Die Autobahnmaut für Ausländer soll nach dem Willen von Parteichef Horst Seehofer und CSU-Generalsekretär Alexander Dobrindt ein wichtiges Wahlkampfthema werden. Das ist sie auch geworden, nachdem Seehofer in der Bild am Sonntag erklärt hat, als CSU-Vorsitzender nach der Bundestagswahl keinen Koalitionsvertrag unterschreiben zu wollen, der nicht die Einführung einer PKW-Maut für Ausländer vorsieht. Wird er vor der Unterschrift unter einen solchen Vertrag etwa zurücktreten?

CDU wie SPD lehnten die CSU-Idee umgehend kategorisch ab. Auf den Hinweis, dass eine Vignette für Ausländer mit europäischem Recht nicht zu vereinbaren ist, erklärte der CSU-Vorsitzende, dann müsse das europäische Recht eben geändert werden.

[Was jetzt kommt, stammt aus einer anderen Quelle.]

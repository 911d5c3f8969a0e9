//! User account model for storage and API.

use serde::{Deserialize, Serialize};

/// User account stored in the `users` collection.
#[derive(Debug, Clone, PartialEq, Serialize, Deserialize)]
pub struct User {
    /// Opaque user ID (also used as document ID)
    pub id: String,
    /// Unique display name (exact match, no normalization)
    pub username: String,
    /// Unique email address (exact match, no normalization)
    pub email: String,
    /// Credential secret as supplied at signup
    pub secret: String,
    /// Best score ever submitted, never below 0
    pub high_score: i64,
    /// When the account was created (RFC3339)
    pub created_at: String,
}

impl User {
    /// Raise the cached high score if `score` beats it.
    ///
    /// Returns `true` if the record changed. Callers must apply this in the
    /// same critical section as the leaderboard append it belongs to.
    pub fn record_score_if_higher(&mut self, score: i64) -> bool {
        if score > self.high_score {
            self.high_score = score;
            true
        } else {
            false
        }
    }
}

#[cfg(test)]
mod tests {
    use super::*;

    fn user() -> User {
        User {
            id: "u1".to_string(),
            username: "alice".to_string(),
            email: "a@x.com".to_string(),
            secret: "pw".to_string(),
            high_score: 0,
            created_at: "2024-01-01T00:00:00.000000000Z".to_string(),
        }
    }

    #[test]
    fn test_high_score_only_rises() {
        let mut u = user();
        assert!(u.record_score_if_higher(850));
        assert!(!u.record_score_if_higher(850));
        assert!(!u.record_score_if_higher(10));
        assert_eq!(u.high_score, 850);
    }

    #[test]
    fn test_negative_score_never_lowers_initial_zero() {
        let mut u = user();
        assert!(!u.record_score_if_higher(-40));
        assert_eq!(u.high_score, 0);
    }
}
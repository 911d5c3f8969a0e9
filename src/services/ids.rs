// SPDX-License-Identifier: MIT
// Copyright 2026 Roland Dreier <roland@rolandd.dev>

//! Random identifiers and bearer tokens.

use base64::{engine::general_purpose::URL_SAFE_NO_PAD, Engine as _};
use ring::rand::{SecureRandom, SystemRandom};
use sha2::{Digest, Sha256};

const ID_BYTES: usize = 16;
const TOKEN_BYTES: usize = 32;

fn random_bytes<const N: usize>() -> anyhow::Result<[u8; N]> {
    let mut bytes = [0u8; N];
    SystemRandom::new()
        .fill(&mut bytes)
        .map_err(|_| anyhow::anyhow!("System RNG failure"))?;
    Ok(bytes)
}

/// New opaque entity ID (32 hex chars).
pub fn new_id() -> anyhow::Result<String> {
    Ok(hex::encode(random_bytes::<ID_BYTES>()?))
}

/// New unguessable bearer token (URL-safe base64).
pub fn new_token() -> anyhow::Result<String> {
    Ok(URL_SAFE_NO_PAD.encode(random_bytes::<TOKEN_BYTES>()?))
}

/// Storage key for a token. Raw tokens are never persisted.
pub fn token_digest(token: &str) -> String {
    hex::encode(Sha256::digest(token.as_bytes()))
}
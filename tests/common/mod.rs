// SPDX-License-Identifier: MIT
// Copyright 2026 Roland Dreier <roland@rolandd.dev>

use axum::{
    body::Body,
    http::{header, Request, StatusCode},
};
use snake_duel::config::Config;
use snake_duel::db::{Db, FirestoreDb};
use snake_duel::routes::create_router;
use snake_duel::AppState;
use std::sync::Arc;
use tower::ServiceExt;

/// Check if emulator is available via environment variable.
#[allow(dead_code)]
pub fn emulator_available() -> bool {
    std::env::var("FIRESTORE_EMULATOR_HOST").is_ok()
}

/// Skip test with message if emulator not available.
#[macro_export]
macro_rules! require_emulator {
    () => {
        if !crate::common::emulator_available() {
            eprintln!("⚠️  Skipping: FIRESTORE_EMULATOR_HOST not set");
            return;
        }
    };
}

/// Create a test database connection.
#[allow(dead_code)]
pub async fn test_db() -> FirestoreDb {
    FirestoreDb::new("test-project")
        .await
        .expect("Failed to connect to Firestore emulator")
}

/// Create a test app backed by a fresh in-memory store.
/// Returns the router and the shared state.
#[allow(dead_code)]
pub fn create_test_app() -> (axum::Router, Arc<AppState>) {
    create_test_app_with(Config::test_default(), Db::memory())
}

#[allow(dead_code)]
pub fn create_test_app_with(config: Config, db: Db) -> (axum::Router, Arc<AppState>) {
    let state = Arc::new(AppState::new(config, db));
    (create_router(state.clone()), state)
}

/// Send a request and decode the JSON body (`Null` for empty bodies).
#[allow(dead_code)]
pub async fn send(app: &axum::Router, request: Request<Body>) -> (StatusCode, serde_json::Value) {
    let response = app.clone().oneshot(request).await.unwrap();
    let status = response.status();
    let body = axum::body::to_bytes(response.into_body(), 1024 * 1024)
        .await
        .unwrap();
    let json = if body.is_empty() {
        serde_json::Value::Null
    } else {
        serde_json::from_slice(&body).unwrap_or(serde_json::Value::Null)
    };
    (status, json)
}

#[allow(dead_code)]
pub fn get(uri: &str, token: Option<&str>) -> Request<Body> {
    let mut builder = Request::builder().method("GET").uri(uri);
    if let Some(token) = token {
        builder = builder.header(header::AUTHORIZATION, format!("Bearer {}", token));
    }
    builder.body(Body::empty()).unwrap()
}

#[allow(dead_code)]
pub fn json_request(
    method: &str,
    uri: &str,
    token: Option<&str>,
    body: serde_json::Value,
) -> Request<Body> {
    let mut builder = Request::builder()
        .method(method)
        .uri(uri)
        .header(header::CONTENT_TYPE, "application/json");
    if let Some(token) = token {
        builder = builder.header(header::AUTHORIZATION, format!("Bearer {}", token));
    }
    builder.body(Body::from(body.to_string())).unwrap()
}

/// Sign up through the API and return the issued token.
#[allow(dead_code)]
pub async fn signup(app: &axum::Router, username: &str, email: &str) -> String {
    let (status, json) = send(
        app,
        json_request(
            "POST",
            "/auth/signup",
            None,
            serde_json::json!({ "username": username, "email": email, "password": "pw" }),
        ),
    )
    .await;
    assert_eq!(status, StatusCode::CREATED, "signup failed: {}", json);
    json["token"].as_str().unwrap().to_string()
}

/// Submit a score through the API and return the reported rank.
#[allow(dead_code)]
pub async fn submit(app: &axum::Router, token: &str, score: i64, mode: &str) -> u64 {
    let (status, json) = send(
        app,
        json_request(
            "POST",
            "/leaderboard/score",
            Some(token),
            serde_json::json!({ "score": score, "mode": mode }),
        ),
    )
    .await;
    assert_eq!(status, StatusCode::OK, "submit failed: {}", json);
    assert_eq!(json["success"], true);
    json["rank"].as_u64().unwrap()
}
// SPDX-License-Identifier: MIT
// Copyright 2026 Roland Dreier <roland@rolandd.dev>

//! Demo data for local development.

use crate::error::{AppError, Result};
use crate::models::{ActivePlayer, Direction, Position};
use crate::AppState;

const DEMO_SECRET: &str = "password";

const DEMO_USERS: [(&str, &str); 3] = [
    ("alice", "alice@example.com"),
    ("bob", "bob@example.com"),
    ("charlie", "charlie@example.com"),
];

const DEMO_SCORES: [(&str, i64, &str); 5] = [
    ("alice", 850, "walls"),
    ("bob", 650, "walls"),
    ("charlie", 420, "passthrough"),
    ("alice", 920, "passthrough"),
    ("bob", 580, "passthrough"),
];

const DIRECTIONS: [Direction; 4] = [
    Direction::Up,
    Direction::Down,
    Direction::Left,
    Direction::Right,
];

/// Create demo users, scores and playing snapshots.
///
/// Users that already exist are reused; their scores are still appended.
pub async fn seed_demo_data(state: &AppState) -> Result<()> {
    let mut users = Vec::with_capacity(DEMO_USERS.len());
    for (username, email) in DEMO_USERS {
        let user = match state
            .accounts
            .create_user(username, email, DEMO_SECRET)
            .await
        {
            Ok(user) => user,
            Err(AppError::Conflict(_)) => state
                .accounts
                .find_by_username(username)
                .await?
                .ok_or_else(|| AppError::Conflict(format!("Email {} taken", email)))?,
            Err(e) => return Err(e),
        };
        users.push(user);
    }

    for (username, score, mode) in DEMO_SCORES {
        if let Some(user) = users.iter().find(|u| u.username == username) {
            state
                .leaderboard
                .submit(&user.id, &user.username, score, mode)
                .await?;
        }
    }

    for (i, user) in users.iter().enumerate() {
        let offset = i as i32;
        let snapshot = ActivePlayer {
            id: user.id.clone(),
            username: user.username.clone(),
            current_score: 150 + (offset as i64) * 50,
            mode: if i % 2 == 0 { "walls" } else { "passthrough" }.to_string(),
            snake: vec![
                Position { x: 10 + offset, y: 10 },
                Position { x: 9 + offset, y: 10 },
                Position { x: 8 + offset, y: 10 },
            ],
            food: Position {
                x: 15 + offset,
                y: 15 + offset,
            },
            direction: DIRECTIONS[i % DIRECTIONS.len()],
            is_playing: true,
        };
        state.players.upsert(&snapshot).await?;
    }

    tracing::info!(users = users.len(), "Demo data seeded");
    Ok(())
}

#[cfg(test)]
mod tests {
    use super::*;
    use crate::config::Config;
    use crate::db::Db;

    #[tokio::test]
    async fn test_seed_populates_every_store() {
        let state = AppState::new(Config::test_default(), Db::memory());
        seed_demo_data(&state).await.unwrap();

        let walls = state.leaderboard.list(10, Some("walls")).await.unwrap();
        assert_eq!(walls[0].username, "alice");
        assert_eq!(walls[0].score, 850);
        assert_eq!(state.players.list_playing().await.unwrap().len(), 3);

        let alice = state.accounts.find_by_username("alice").await.unwrap().unwrap();
        assert_eq!(alice.high_score, 920);
    }

    #[tokio::test]
    async fn test_seed_twice_reuses_users() {
        let state = AppState::new(Config::test_default(), Db::memory());
        seed_demo_data(&state).await.unwrap();
        seed_demo_data(&state).await.unwrap();

        assert_eq!(state.players.list_playing().await.unwrap().len(), 3);
        assert_eq!(state.leaderboard.list(100, None).await.unwrap().len(), 10);
    }
}
// SPDX-License-Identifier: MIT
// Copyright 2026 Roland Dreier <roland@rolandd.dev>

//! Concurrent score submissions through the HTTP layer.

mod common;
use common::{signup, submit};

const NUM_PLAYERS: usize = 4;
const SUBMISSIONS_PER_PLAYER: i64 = 10;

#[tokio::test(flavor = "multi_thread", worker_threads = 4)]
async fn test_concurrent_submissions_keep_high_scores_and_order() {
    let (app, state) = common::create_test_app();

    let mut tokens = vec![];
    for i in 0..NUM_PLAYERS {
        tokens.push(signup(&app, &format!("p{i}"), &format!("p{i}@x.com")).await);
    }

    let mut handles = vec![];
    for (i, token) in tokens.iter().enumerate() {
        for n in 0..SUBMISSIONS_PER_PLAYER {
            let app = app.clone();
            let token = token.clone();
            let score = (i as i64) * 100 + n;
            handles.push(tokio::spawn(async move {
                let rank = submit(&app, &token, score, "walls").await;
                (score, rank)
            }));
        }
    }

    for handle in handles {
        let (score, rank) = handle.await.expect("Task join failed");
        // Later submissions can only push a score down, never up.
        let final_rank = state.leaderboard.rank(score, "walls").await.unwrap();
        assert!(rank >= 1 && rank <= final_rank);
    }

    let entries = state.leaderboard.list(i64::MAX, Some("walls")).await.unwrap();
    assert_eq!(
        entries.len(),
        NUM_PLAYERS * SUBMISSIONS_PER_PLAYER as usize
    );
    assert!(entries
        .windows(2)
        .all(|w| w[0].score > w[1].score || (w[0].score == w[1].score && w[0].date >= w[1].date)));

    for i in 0..NUM_PLAYERS {
        let user = state
            .accounts
            .find_by_username(&format!("p{i}"))
            .await
            .unwrap()
            .unwrap();
        assert_eq!(
            user.high_score,
            (i as i64) * 100 + SUBMISSIONS_PER_PLAYER - 1,
            "high score lost under concurrency"
        );
    }
}
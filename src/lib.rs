// SPDX-License-Identifier: MIT
// Copyright 2026 Roland Dreier <roland@kernel.org>

//! Snake Duel: accounts, leaderboard and watch-mode backend
//!
//! This crate provides the backend API for the Snake Duel arcade game:
//! session tokens, user accounts, a ranked score ledger and live
//! spectator snapshots. Game simulation happens elsewhere.

pub mod config;
pub mod db;
pub mod error;
pub mod middleware;
pub mod models;
pub mod routes;
pub mod services;
pub mod time_utils;

use config::Config;
use db::Db;
use services::{AccountService, LeaderboardEngine, PlayerSnapshots, ScorePolicy, SessionRegistry};

/// Shared application state.
pub struct AppState {
    pub config: Config,
    pub db: Db,
    pub sessions: SessionRegistry,
    pub accounts: AccountService,
    pub leaderboard: LeaderboardEngine,
    pub players: PlayerSnapshots,
}

impl AppState {
    /// Wire every service to one storage handle.
    pub fn new(config: Config, db: Db) -> Self {
        let sessions = SessionRegistry::new(db.clone(), config.session_ttl_hours);
        let accounts = AccountService::new(db.clone(), sessions.clone());
        let leaderboard = LeaderboardEngine::new(db.clone(), ScorePolicy::from_config(&config));
        let players = PlayerSnapshots::new(db.clone());

        Self {
            config,
            db,
            sessions,
            accounts,
            leaderboard,
            players,
        }
    }
}
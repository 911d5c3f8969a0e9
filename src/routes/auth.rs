// SPDX-License-Identifier: MIT
// Copyright 2026 Roland Dreier <roland@rolandd.dev>

//! Account and session routes.

use crate::error::{AppError, Result};
use crate::middleware::auth::{bearer_token, AuthUser};
use crate::models::User;
use crate::services::LoginOutcome;
use crate::AppState;
use axum::{
    extract::State,
    http::{HeaderMap, StatusCode},
    routing::{get, post},
    Extension, Json, Router,
};
use serde::{Deserialize, Serialize};
use std::sync::Arc;
#[cfg(feature = "binding-generation")]
use ts_rs::TS;
use validator::Validate;

/// Public account routes.
pub fn routes() -> Router<Arc<AppState>> {
    Router::new()
        .route("/auth/signup", post(signup))
        .route("/auth/login", post(login))
        .route("/auth/logout", post(logout))
}

/// Account routes that need a session (auth middleware applied in routes/mod.rs).
pub fn protected_routes() -> Router<Arc<AppState>> {
    Router::new().route("/auth/me", get(get_me))
}

// ─── Response Types ──────────────────────────────────────────

/// Public view of a user (no credentials).
#[derive(Serialize)]
#[cfg_attr(feature = "binding-generation", derive(TS))]
#[cfg_attr(
    feature = "binding-generation",
    ts(export, export_to = "frontend/src/lib/generated/")
)]
pub struct UserResponse {
    pub id: String,
    pub username: String,
    pub email: String,
    pub created_at: String,
    #[cfg_attr(feature = "binding-generation", ts(type = "number"))]
    pub high_score: i64,
}

impl From<User> for UserResponse {
    fn from(user: User) -> Self {
        Self {
            id: user.id,
            username: user.username,
            email: user.email,
            created_at: user.created_at,
            high_score: user.high_score,
        }
    }
}

/// Signup and login result.
#[derive(Serialize)]
#[cfg_attr(feature = "binding-generation", derive(TS))]
#[cfg_attr(
    feature = "binding-generation",
    ts(export, export_to = "frontend/src/lib/generated/")
)]
pub struct AuthResult {
    pub success: bool,
    #[serde(skip_serializing_if = "Option::is_none")]
    pub user: Option<UserResponse>,
    #[serde(skip_serializing_if = "Option::is_none")]
    pub token: Option<String>,
    #[serde(skip_serializing_if = "Option::is_none")]
    pub error: Option<String>,
}

impl AuthResult {
    fn success(user: User, token: String) -> Self {
        Self {
            success: true,
            user: Some(user.into()),
            token: Some(token),
            error: None,
        }
    }
}

// ─── Signup / Login ──────────────────────────────────────────

#[derive(Deserialize, Validate)]
pub struct SignupRequest {
    #[validate(length(min = 1, max = 255))]
    username: String,
    #[validate(email)]
    email: String,
    #[validate(length(min = 1))]
    password: String,
}

#[derive(Deserialize)]
pub struct LoginRequest {
    email: String,
    password: String,
}

/// Create an account and log it in.
async fn signup(
    State(state): State<Arc<AppState>>,
    Json(request): Json<SignupRequest>,
) -> Result<(StatusCode, Json<AuthResult>)> {
    request
        .validate()
        .map_err(|e| AppError::InvalidArgument(e.to_string()))?;

    let (user, token) = state
        .accounts
        .signup(&request.username, &request.email, &request.password)
        .await?;

    Ok((StatusCode::CREATED, Json(AuthResult::success(user, token))))
}

/// Check credentials. Bad credentials are a 200 with `success: false`.
async fn login(
    State(state): State<Arc<AppState>>,
    Json(request): Json<LoginRequest>,
) -> Result<Json<AuthResult>> {
    let result = match state
        .accounts
        .login(&request.email, &request.password)
        .await?
    {
        LoginOutcome::Success { user, token } => AuthResult::success(user, token),
        LoginOutcome::Failure { reason } => AuthResult {
            success: false,
            user: None,
            token: None,
            error: Some(reason.to_string()),
        },
    };
    Ok(Json(result))
}

/// End the presented session. Never fails.
async fn logout(State(state): State<Arc<AppState>>, headers: HeaderMap) -> StatusCode {
    if let Ok(token) = bearer_token(&headers) {
        if let Err(e) = state.sessions.revoke(token).await {
            tracing::warn!(error = %e, "Failed to revoke session on logout");
        }
    }
    StatusCode::NO_CONTENT
}

// ─── Current User ────────────────────────────────────────────

/// Get current user profile.
async fn get_me(Extension(auth): Extension<AuthUser>) -> Json<UserResponse> {
    Json(auth.user.into())
}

Schon ein Amtsvorgänger Seehofers, Franz-Josef Strauß, wusste, dass von Bayern die meisten politischen Dummheiten ausgehen. Dass aber die CSU und ihr derzeitiger Vorsitzender die Blamage ihres Verkehrsministers Friedrich Zimmermann vergessen haben, der sich 1990 bereits an einer Straßenbenutzungsgebühr die Finger verbrannte, ist schon erstaunlich. Das damals vom Bundestag beschlossene Gesetz wurde vom Europäischen Gerichtshof in Luxemburg kassiert, bevor es in Kraft trat. Mit der CSU-Idee der Vignette für Ausländer ginge es ebenso, denn heute verbietet der Unionsvertrag ebenso wie die Charta der Grundrechte der EU jede Diskriminierung aus Gründen der Staatsangehörigkeit.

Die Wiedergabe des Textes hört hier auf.